** DIRECTIONS FOR THIS TASK **
Wherever a line in the data below holds "hectares", copy that line.
+-------+
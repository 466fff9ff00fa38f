//! Function-level entry points for agent selection and query detection.

use tracing::info;

use super::keyword::KeywordRouter;
use super::traits::{AgentKind, MatchedBy, RouteContext, Router};

/// Classify a query (plus optional context) as Ontario-specific or not.
pub fn detect_ontario_query(query: &str, context: Option<&RouteContext>) -> bool {
    let decision = KeywordRouter::new().resolve(query, context, None);
    decision.matched_by != MatchedBy::Default
}

/// Select which agent should handle a query.
///
/// A supplied `force` wins unconditionally; otherwise an Ontario-specific
/// query goes to the Ontario handler and everything else defaults to the
/// global one.
pub fn select_agent(
    query: &str,
    context: Option<&RouteContext>,
    force: Option<AgentKind>,
) -> AgentKind {
    let decision = KeywordRouter::new().resolve(query, context, force);
    info!("selected {} agent ({:?})", decision.agent, decision.matched_by);
    decision.agent
}

/// Description for an arbitrary handler identifier.
///
/// Unrecognized identifiers map to a fixed fallback rather than an error.
pub fn describe_agent(agent: &str) -> &'static str {
    match agent.parse::<AgentKind>() {
        Ok(kind) => kind.description(),
        Err(_) => "Unknown agent",
    }
}
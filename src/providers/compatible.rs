//! Generic OpenAI-compatible chat model.
//!
//! Most hosted LLM APIs follow the same `/v1/chat/completions` format; a
//! single implementation with a configurable base URL covers all of them.

use async_trait::async_trait;
use reqwest::Client;
use serde::{Deserialize, Serialize};

use super::api_error;
use super::traits::{ChatModel, ChatRequest, ChatResponse};

pub struct OpenAiCompatibleModel {
    name: String,
    base_url: String,
    api_key: Option<String>,
    client: Client,
}

impl OpenAiCompatibleModel {
    pub fn new(name: &str, base_url: &str, api_key: Option<&str>) -> Self {
        Self {
            name: name.to_string(),
            base_url: base_url.trim_end_matches('/').to_string(),
            api_key: api_key.map(ToString::to_string),
            client: Client::builder()
                .timeout(std::time::Duration::from_secs(120))
                .connect_timeout(std::time::Duration::from_secs(10))
                .build()
                .unwrap_or_else(|_| Client::new()),
        }
    }

    /// Build the completions URL, tolerating base URLs that already carry
    /// the full endpoint path.
    fn chat_completions_url(&self) -> String {
        if self
            .base_url
            .trim_end_matches('/')
            .ends_with("/chat/completions")
        {
            self.base_url.clone()
        } else {
            format!("{}/chat/completions", self.base_url)
        }
    }
}

#[derive(Debug, Serialize)]
struct WireRequest<'a> {
    model: &'a str,
    messages: &'a [super::traits::ChatMessage],
    temperature: f64,
}

#[derive(Debug, Deserialize)]
struct WireResponse {
    #[serde(default)]
    choices: Vec<WireChoice>,
}

#[derive(Debug, Deserialize)]
struct WireChoice {
    message: WireMessage,
}

#[derive(Debug, Deserialize)]
struct WireMessage {
    #[serde(default)]
    content: String,
}

#[async_trait]
impl ChatModel for OpenAiCompatibleModel {
    async fn chat(&self, request: &ChatRequest) -> anyhow::Result<ChatResponse> {
        let mut http = self.client.post(self.chat_completions_url()).json(&WireRequest {
            model: &request.model,
            messages: &request.messages,
            temperature: request.temperature,
        });

        if let Some(key) = &self.api_key {
            http = http.bearer_auth(key);
        }

        let response = http.send().await?;
        if !response.status().is_success() {
            return Err(api_error(&self.name, response).await);
        }

        let body: WireResponse = response.json().await?;
        let content = body
            .choices
            .into_iter()
            .next()
            .map(|c| c.message.content)
            .unwrap_or_default();

        Ok(ChatResponse { content })
    }

    fn name(&self) -> &str {
        &self.name
    }
}
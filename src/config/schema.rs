//! Configuration schema, loading, and persistence.
//!
//! Config lives at `~/.naturewatch/config.toml` unless overridden with
//! `NATUREWATCH_CONFIG_DIR`. Secrets can also arrive via environment
//! variables, which always win over file values.

use anyhow::{Context, Result};
use directories::UserDirs;
use serde::{Deserialize, Serialize};
use std::path::{Path, PathBuf};
use tokio::fs;

use crate::agents::ModelSettings;
use crate::routing::AgentKind;

const CONFIG_FILE: &str = "config.toml";

#[derive(Debug, Clone, Serialize, Deserialize)]
#[serde(default)]
pub struct Config {
    /// Computed at load time, never serialized.
    #[serde(skip)]
    pub config_path: PathBuf,

    pub routing: RoutingConfig,
    pub database: DatabaseConfig,
    pub gateway: GatewayConfig,
    pub chat: ChatConfig,
    pub datasets: DatasetsConfig,
}

#[derive(Debug, Clone, Default, Serialize, Deserialize)]
#[serde(default)]
pub struct RoutingConfig {
    /// Pin every query to one handler (overrides detection).
    pub force_agent: Option<AgentKind>,
    /// Province used as routing context when a request carries none.
    pub user_province: Option<String>,
}

#[derive(Debug, Clone, Serialize, Deserialize)]
#[serde(default)]
pub struct DatabaseConfig {
    /// PostGIS connection URL.
    pub url: String,
}

impl Default for DatabaseConfig {
    fn default() -> Self {
        Self {
            url: "postgres://localhost/naturewatch".to_string(),
        }
    }
}

#[derive(Debug, Clone, Serialize, Deserialize)]
#[serde(default)]
pub struct GatewayConfig {
    pub host: String,
    pub port: u16,
}

impl Default for GatewayConfig {
    fn default() -> Self {
        Self {
            host: "127.0.0.1".to_string(),
            port: 8087,
        }
    }
}

#[derive(Debug, Clone, Serialize, Deserialize)]
#[serde(default)]
pub struct ChatConfig {
    /// OpenAI-compatible completions endpoint base URL.
    pub base_url: String,
    pub model: String,
    pub temperature: f64,
    pub api_key: Option<String>,
}

impl Default for ChatConfig {
    fn default() -> Self {
        Self {
            base_url: "https://api.openai.com/v1".to_string(),
            model: "gpt-4o-mini".to_string(),
            temperature: 0.7,
            api_key: None,
        }
    }
}

impl ChatConfig {
    pub fn model_settings(&self) -> ModelSettings {
        ModelSettings {
            model: self.model.clone(),
            temperature: self.temperature,
        }
    }
}

#[derive(Debug, Clone, Default, Serialize, Deserialize)]
#[serde(default)]
pub struct DatasetsConfig {
    /// eBird API token; without it bird statistics are unavailable.
    pub ebird_api_key: Option<String>,
}

impl Default for Config {
    fn default() -> Self {
        Self {
            config_path: PathBuf::new(),
            routing: RoutingConfig::default(),
            database: DatabaseConfig::default(),
            gateway: GatewayConfig::default(),
            chat: ChatConfig::default(),
            datasets: DatasetsConfig::default(),
        }
    }
}

fn default_config_dir() -> Result<PathBuf> {
    if let Ok(custom) = std::env::var("NATUREWATCH_CONFIG_DIR") {
        let trimmed = custom.trim();
        if !trimmed.is_empty() {
            return Ok(PathBuf::from(shellexpand::tilde(trimmed).into_owned()));
        }
    }

    let home = UserDirs::new()
        .map(|u| u.home_dir().to_path_buf())
        .context("Could not find home directory")?;
    Ok(home.join(".naturewatch"))
}

impl Config {
    /// Load the config file, creating it with defaults on first run.
    pub async fn load_or_init() -> Result<Self> {
        let config_dir = default_config_dir()?;
        Self::load_or_init_in(&config_dir).await
    }

    /// Load or initialize a config rooted at an explicit directory.
    pub async fn load_or_init_in(config_dir: &Path) -> Result<Self> {
        let config_path = config_dir.join(CONFIG_FILE);

        fs::create_dir_all(config_dir).await.with_context(|| {
            format!("Failed to create config directory: {}", config_dir.display())
        })?;

        let mut config = if config_path.exists() {
            let contents = fs::read_to_string(&config_path)
                .await
                .context("Failed to read config file")?;
            let mut config: Config =
                toml::from_str(&contents).context("Failed to parse config file")?;
            config.config_path = config_path;
            config
        } else {
            let mut config = Config::default();
            config.config_path = config_path;
            config.save().await?;
            config
        };

        config.apply_env_overrides();
        config.validate()?;
        tracing::debug!("config loaded from {}", config.config_path.display());
        Ok(config)
    }

    /// Environment variables win over file values.
    pub fn apply_env_overrides(&mut self) {
        for var in ["NATUREWATCH_DATABASE_URL", "DATABASE_URL"] {
            if let Ok(url) = std::env::var(var) {
                if !url.trim().is_empty() {
                    self.database.url = url.trim().to_string();
                    break;
                }
            }
        }

        if let Ok(key) = std::env::var("EBIRD_API_KEY") {
            if !key.trim().is_empty() {
                self.datasets.ebird_api_key = Some(key.trim().to_string());
            }
        }

        if let Ok(key) = std::env::var("NATUREWATCH_API_KEY") {
            if !key.trim().is_empty() {
                self.chat.api_key = Some(key.trim().to_string());
            }
        }
    }

    pub fn validate(&self) -> Result<()> {
        if self.database.url.trim().is_empty() {
            anyhow::bail!("database.url must not be empty");
        }
        if !(0.0..=2.0).contains(&self.chat.temperature) {
            anyhow::bail!(
                "chat.temperature must be between 0.0 and 2.0 (got {})",
                self.chat.temperature
            );
        }
        Ok(())
    }

    pub async fn save(&self) -> Result<()> {
        let toml_str = toml::to_string_pretty(self).context("Failed to serialize config")?;

        let parent_dir = self
            .config_path
            .parent()
            .context("Config path must have a parent directory")?;
        fs::create_dir_all(parent_dir).await.with_context(|| {
            format!("Failed to create config directory: {}", parent_dir.display())
        })?;

        // Write-then-rename so a crash never leaves a truncated config.
        let temp_path = parent_dir.join(format!(".{CONFIG_FILE}.tmp-{}", uuid::Uuid::new_v4()));
        fs::write(&temp_path, &toml_str)
            .await
            .context("Failed to write config file")?;
        fs::rename(&temp_path, &self.config_path)
            .await
            .context("Failed to replace config file")?;
        Ok(())
    }
}

#[cfg(test)]
mod tests {
    use super::*;
    use tempfile::TempDir;

    #[test]
    fn default_config_is_valid() {
        let config = Config::default();
        assert!(config.validate().is_ok());
        assert_eq!(config.gateway.port, 8087);
        assert!(config.routing.force_agent.is_none());
        assert!(config.chat.api_key.is_none());
    }

    #[test]
    fn temperature_out_of_range_fails_validation() {
        let mut config = Config::default();
        config.chat.temperature = 3.5;
        assert!(config.validate().is_err());
    }

    #[test]
    fn empty_database_url_fails_validation() {
        let mut config = Config::default();
        config.database.url = "  ".to_string();
        assert!(config.validate().is_err());
    }

    #[test]
    fn config_toml_round_trip() {
        let mut config = Config::default();
        config.routing.force_agent = Some(AgentKind::Ontario);
        config.datasets.ebird_api_key = Some("token".to_string());

        let toml_str = toml::to_string_pretty(&config).unwrap();
        let parsed: Config = toml::from_str(&toml_str).unwrap();
        assert_eq!(parsed.routing.force_agent, Some(AgentKind::Ontario));
        assert_eq!(parsed.datasets.ebird_api_key.as_deref(), Some("token"));
    }

    #[test]
    fn partial_toml_uses_section_defaults() {
        let parsed: Config = toml::from_str("[gateway]\nport = 9000\n").unwrap();
        assert_eq!(parsed.gateway.port, 9000);
        assert_eq!(parsed.gateway.host, "127.0.0.1");
        assert_eq!(parsed.chat.model, "gpt-4o-mini");
    }

    #[tokio::test]
    async fn load_or_init_creates_and_reloads_config() {
        let tmp = TempDir::new().unwrap();

        let created = Config::load_or_init_in(tmp.path()).await.unwrap();
        assert!(created.config_path.exists());

        let mut modified = created.clone();
        modified.gateway.port = 9100;
        modified.save().await.unwrap();

        let reloaded = Config::load_or_init_in(tmp.path()).await.unwrap();
        assert_eq!(reloaded.gateway.port, 9100);
    }

    #[test]
    fn chat_config_exposes_model_settings() {
        let settings = ChatConfig::default().model_settings();
        assert_eq!(settings.model, "gpt-4o-mini");
        assert_eq!(settings.temperature, 0.7);
    }
}
//! Agent trait and exchange types.

use anyhow::Result;
use async_trait::async_trait;
use serde::{Deserialize, Serialize};
use std::collections::HashMap;

use crate::routing::AgentKind;

/// One user turn handed to an agent.
#[derive(Debug, Clone, Serialize, Deserialize)]
pub struct AgentInput {
    pub message: String,
    pub session_key: Option<String>,
}

impl AgentInput {
    pub fn new(message: impl Into<String>) -> Self {
        Self {
            message: message.into(),
            session_key: None,
        }
    }
}

/// An agent's answer to one turn.
#[derive(Debug, Clone, Serialize, Deserialize)]
pub struct AgentOutput {
    pub response: String,
    pub agent: AgentKind,
    pub tool_calls_made: u32,
    pub metadata: HashMap<String, String>,
}

/// Model parameters shared by both agents.
#[derive(Debug, Clone, Serialize, Deserialize)]
pub struct ModelSettings {
    pub model: String,
    pub temperature: f64,
}

impl Default for ModelSettings {
    fn default() -> Self {
        Self {
            model: "gpt-4o-mini".to_string(),
            temperature: 0.7,
        }
    }
}

/// A query handler selected by the router.
///
/// Implementations run whatever tool pipeline and synthesis they need and
/// must produce a usable response even when no chat model is reachable.
#[async_trait]
pub trait Agent: Send + Sync {
    /// Handle one user turn.
    async fn run(&self, input: &AgentInput) -> Result<AgentOutput>;

    /// Which handler identity this agent implements.
    fn kind(&self) -> AgentKind;
}
//! In-memory [`AreaStore`] double for unit tests.

use async_trait::async_trait;

use super::traits::{AreaRecord, AreaStore, AreaType, StoreError};

/// A canned-data store: name and proximity searches filter the fixture rows.
pub struct MockAreaStore {
    records: Vec<AreaRecord>,
}

impl MockAreaStore {
    pub fn new(records: Vec<AreaRecord>) -> Self {
        Self { records }
    }

    pub fn empty() -> Self {
        Self::new(Vec::new())
    }
}

pub fn record(name: &str, area_type: AreaType, hectares: Option<f64>) -> AreaRecord {
    AreaRecord {
        name: name.to_string(),
        official_name: format!("{name} {}", area_type.label()),
        area_type,
        designation: match area_type {
            AreaType::Park => "Natural Environment Park".to_string(),
            AreaType::Conservation => "Conservation Area".to_string(),
            AreaType::Treaty => "First Nations Territory".to_string(),
        },
        managing_authority: "Test Authority".to_string(),
        hectares,
        geometry: Some(r#"{"type":"Point","coordinates":[-78.3,44.3]}"#.to_string()),
        distance_km: None,
    }
}

fn type_matches(record: &AreaRecord, filter: Option<&[AreaType]>) -> bool {
    match filter {
        Some(types) if !types.is_empty() => types.contains(&record.area_type),
        _ => true,
    }
}

#[async_trait]
impl AreaStore for MockAreaStore {
    async fn find_by_name(
        &self,
        place_name: &str,
        area_types: Option<&[AreaType]>,
        limit: i64,
    ) -> Result<Vec<AreaRecord>, StoreError> {
        let needle = place_name.to_lowercase();
        Ok(self
            .records
            .iter()
            .filter(|r| type_matches(r, area_types))
            .filter(|r| {
                r.name.to_lowercase().contains(&needle)
                    || r.official_name.to_lowercase().contains(&needle)
            })
            .take(limit.max(0) as usize)
            .cloned()
            .collect())
    }

    async fn find_nearby(
        &self,
        _latitude: f64,
        _longitude: f64,
        _radius_km: f64,
        area_types: Option<&[AreaType]>,
        limit: i64,
    ) -> Result<Vec<AreaRecord>, StoreError> {
        let mut nearby: Vec<AreaRecord> = self
            .records
            .iter()
            .filter(|r| type_matches(r, area_types))
            .take(limit.max(0) as usize)
            .cloned()
            .collect();
        for (i, record) in nearby.iter_mut().enumerate() {
            record.distance_km = Some(5.0 * (i as f64 + 1.0));
        }
        Ok(nearby)
    }

    async fn fetch_details(&self, names: &[String]) -> Result<Vec<AreaRecord>, StoreError> {
        Ok(self
            .records
            .iter()
            .filter(|r| names.contains(&r.name) || names.contains(&r.official_name))
            .cloned()
            .collect())
    }

    fn name(&self) -> &str {
        "mock"
    }
}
+-------+
** RESULT **
pub fn record(name: &str, area_type: AreaType, hectares: Option<f64>) -> AreaRecord {
        hectares,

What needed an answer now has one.